I had a request from a teacher to do a post about the top five new tech tools that are spreading around these days. Here's my highly subjective list. If you have any tools you'd like to add, please comment and I'll build them into a new post.


5. Kaizena

A Google Apps add-on that allows you to make voice comments on Google Docs.

4. Flubaroo

A Google Sheets add-on that auto-grades multiple choice tests.  It also auto-emails grades back to students.

3. Canva

A super design tool that makes GREAT LOOKING images of all kinds:  business cards, posters, menus. Very flexible. I see this as being a much easier tool to use for infographics than Piktochart.

2. Padlet

An online bulletin board. Users generate the bulletin board, pose a question and anyone can post to it if they have the URL. Possible use: in small groups, one person starts a board, and everyone contribute thoughts, comments, media. The group analyzes the posts and groups them into themes. The owner of the board can move posts around.

1.5  Educanon/Zaption

Tons of online video editing apps have been coming out lately. I think this is because the new programming language HTML5 gives the web this capability. Educanon and Zaption (Boris Korsunsky alerted faculty to Zaption last year) are geared towards teachers editing video for classroom use--inserting questions, pauses for conversation, etc.

YouTube also has a simple online video editor. It lets you insert music, cut, insert transitions and text. You don't need iMovie anymore to make simple videos, that's for sure.

1. Thinglink

There's no special reason why this is number 1. I don't know if it's the best. But I think it's interesting because it lets you insert links into images. You can take a historic photo from an archive and annotate it with video, note, and links.

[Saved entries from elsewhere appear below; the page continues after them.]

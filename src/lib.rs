//! `stc`: static type checking and overload resolution for an optionally
//! typed object language.
//!
//! The work is split across four crates, re-exported here:
//! - [`stc_common`] - source positions, diagnostics and limits
//! - [`stc_ast`] - the node arena the checker reads, and `AstBuilder`
//! - [`stc_solver`] - the type store, assignability, distance, least upper
//!   bounds and method resolution
//! - [`stc_checker`] - the tree-walking checker, flow typing, closures and
//!   extension hooks
//!
//! ```ignore
//! use stc::{AstBuilder, CheckerOptions, TypeStore, check_unit};
//!
//! let mut b = AstBuilder::new();
//! let text = b.string("abc");
//! let call = b.call(text, "length", Vec::new());
//! let stmt = b.expr_stmt(call);
//! let root = b.unit(Vec::new(), vec![stmt]);
//! let arena = b.finish();
//!
//! let mut store = TypeStore::new();
//! let result = check_unit(&mut store, &arena, root, CheckerOptions::default())?;
//! assert!(result.diagnostics.is_empty());
//! ```
//!
//! Library code emits `tracing` events but never installs a subscriber.

pub use stc_ast;
pub use stc_checker;
pub use stc_common;
pub use stc_solver;

pub use stc_ast::{AstBuilder, NodeArena, NodeIndex, TypeRef};
pub use stc_checker::{
    CheckResult, CheckerError, CheckerOptions, CheckerState, DeclaredUnit, Handled, HookSet,
    MetadataTable, TypeCheckingExtension, check_unit, check_unit_with_cache, declare_unit,
};
pub use stc_common::{Diagnostic, DiagnosticCategory, SourcePos};
pub use stc_solver::{
    ExtensionMethodCache, LoadingContextId, MethodResolution, MethodResolver, TypeDatabase,
    TypeId, TypeStore,
};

Students can annotate images and post them on a Padlet to share them--that's called app-smashing :).

Here's one I made:




Oh, I almost forgot: 10 minutes ago I just found out about this very cool tool called Rocketboard that uses your smartphone camera to scan your whiteboard, pluck you out of the picture, and share your whiteboard as it progresses with remote users.

BYOT 2014 Symbaloo

During our BYOT session this summer Mary and I shared a bunch of good new tech tools which teachers. You can browse them yourself on the Symbaloo we made (Symbaloo is another excellent tool which lets you gather and share "webmixes," collections of online resources on a topic.)